A reporter for the McCurtain (Oklahoma) Gazette-News ended up with a flabbergasting story when he secretly left a voice-activated audio recorder in a public meeting room after citizens were told to leave a session of the McCurtain County Commission. The reporter, believing county officials had a practice of continuing to discuss government business in violation of the state open meetings law, retrieved the recorder and discovered comments lamenting that Black criminals couldn’t be lynched anymore and talk of killing local reporters.
Since the paper’s first report on April 15, the local Black community has held public protests and one of the officials has resigned. The newspaper, whose story got national media attention, released the full three-hour audio last week.
Various recent media reports offer conflicting views of whether the reporter broke Oklahoma law about secret recordings. The key question seems to be whether, in that setting and with other people in the room, the people in the conversation had a reasonable expectation of privacy.
The reporter’s actions got me to thinking about other circumstances in which the reporting process may enter an ethical gray area. Journalists shouldn’t break the law, but that doesn’t mean they should engage in any and all conduct that’s legal.
Here are some scenarios of newsgathering – all from real-life situations that I’m familiar with – that require at least a moment’s pause and contemplation. I don’t think any of these are illegal. (Check your state’s laws anyway so I’m not responsible for you getting life in prison, OK?) That means there isn’t an obvious, consensus answer. Would you do any of these, if the story were important enough?
- You see two newsmakers at the restaurant table next to yours. They’re talking loudly and you can hear everything they say about a newsworthy topic in which they are involved. Do you report what they say? (I say yes, but only after giving each individual a chance to elaborate, clarify or backpedal the next day.)
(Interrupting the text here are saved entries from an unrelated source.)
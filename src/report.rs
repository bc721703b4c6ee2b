//! Accuracy and convergence comparison of trajectories.

use crate::{Float, error::Error, trajectory::Trajectory};

/// Maximum absolute deviation between a computed trajectory and a
/// reference trajectory at matching grid points.
///
/// Both trajectories must share `x0`, `h`, and length; comparing
/// misaligned grids is a precondition violation and fails fast.
pub fn max_abs_error(traj: &Trajectory, reference: &Trajectory) -> Result<Float, Error> {
    check_same_grid(traj, reference)?;
    if traj.len() != reference.len() {
        return Err(Error::LengthMismatch { expected: reference.len(), got: traj.len() });
    }

    let mut max = 0.0;
    for i in 0..traj.len() {
        max = (reference[i] - traj[i]).abs().max(max);
    }
    Ok(max)
}

/// Runge-rule error estimate from two trajectories of the same method
/// computed at step `h` (`fine`) and `2h` (`coarse`).
///
/// Takes the maximum of `|coarse[i] - fine[2i]| / divisor` over the
/// indices valid in the coarser trajectory. The divisor is
/// method-specific; see [`runge_divisor`].
pub fn runge_estimate(
    fine: &Trajectory,
    coarse: &Trajectory,
    divisor: Float,
) -> Result<Float, Error> {
    if fine.x0() != coarse.x0() {
        return Err(Error::GridMismatch { expected: fine.x0(), got: coarse.x0() });
    }
    let expected_h = 2.0 * fine.h();
    if (coarse.h() - expected_h).abs() > 1e-9 * expected_h.abs() {
        return Err(Error::GridMismatch { expected: expected_h, got: coarse.h() });
    }

    let mut max: Float = 0.0;
    for i in 0..coarse.len() {
        if 2 * i >= fine.len() {
            break;
        }
        max = max.max((coarse[i] - fine[2 * i]).abs() / divisor);
    }
    Ok(max)
}

/// Step-doubling divisor `2^order - 1` for a method of the given order
/// of accuracy (3 for the trapezoidal rule, 15 for RK4).
pub fn runge_divisor(order: u32) -> Float {
    ((1u32 << order) - 1) as Float
}

fn check_same_grid(left: &Trajectory, right: &Trajectory) -> Result<(), Error> {
    if left.x0() != right.x0() {
        return Err(Error::GridMismatch { expected: right.x0(), got: left.x0() });
    }
    if left.h() != right.h() {
        return Err(Error::GridMismatch { expected: right.h(), got: left.h() });
    }
    Ok(())
}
- Similar scenario but this time it involves adjoining hotel rooms. (Don’t scoff. This really happened.) (I would treat this as off-the-record information and use it to try to leverage on-record confirmation from the newsmakers or others.)
- A newsmaker is giving a speech at a meeting advertised as open to the public but not to the media. (Again, this really happened.) Do you remove your press badge, attend and report? (I’d have zero problem with that.)
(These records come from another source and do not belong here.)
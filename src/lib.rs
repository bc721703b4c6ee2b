//! A library of fixed-step numerical methods for solving initial value problems (IVPs)
//! for scalar ordinary differential equations (ODEs).
//!
//! Three independent integrators share one uniform-grid convention:
//! the implicit trapezoidal rule (Newton-corrected), the classical
//! 4th-order Runge-Kutta method, and the 4th-order Adams-Bashforth-Moulton
//! predictor-corrector. [`report`] compares their trajectories against a
//! closed-form solution and estimates errors via Runge's step-halving rule.

mod error;
mod ode;
mod settings;
mod trajectory;

pub mod export;
pub mod methods;
pub mod prelude;
pub mod problem;
pub mod report;

pub use error::Error;
pub use ode::{Jacobian, ODE};
pub use settings::Settings;
pub use trajectory::Trajectory;

// Prevent selecting two incompatible float precision features at once.
#[cfg(all(feature = "f32", feature = "f64"))]
compile_error!(
    "features 'f32' and 'f64' cannot both be enabled; pick exactly one Float precision feature"
);

/// Change this to f64 or f32 as desired.
#[cfg(feature = "f32")]
pub type Float = f32;
#[cfg(feature = "f64")]
pub type Float = f64;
- Let’s make the previous scenario more complicated. The speech is open to a club that has 200 members but not to the media. With so many attendees, you know you could blend in and get inside. Would you do that and report? (I’m a “no” on this one.)
- You need a phone interview with a central figure in a major controversy, but the bureaucracy (secretary, media relations person) is putting up blockades. Would you claim to be someone other than a journalist just to get past the call screeners? (That’s another “no” from me.)
- You’re doing an interview with a newsmaker in their office. On their desk is a letter that you’re able to read and you can see from the subject line that it’s about a major story that you’ve been covering. Do you keep reading to see if it’s news you should get confirmed later? (I would advise not to read it.)
- You anticipate a contentious interview with a key person in a high-profile news story in a state that doesn’t require all parties to a conversation to consent to being recorded. You doubt the person will grant permission, but you want the public to hear it for themselves. Do you secretly audio record the interview? (I would do so but not make it public unless the interviewee publicly challenged my accuracy.)
- In response to a public records request, you get a document that is partially blacked out. But the redaction is poorly done and you can see what’s hidden or have the technology to defeat the redaction. Do you publish the hidden information? (Yes, in a heartbeat.)
As I said, the importance of the information in these situations is key. In McCurtain County, knowing that some of your government leaders are racist and fascist was well worth all the sneakiness involved.
Tom Arenberg is an instructor of news media at the University of Alabama. He worked for The Birmingham News and the Alabama Media Group for 30 years. He published this commentary originally as a post on his blog, The Arenblog.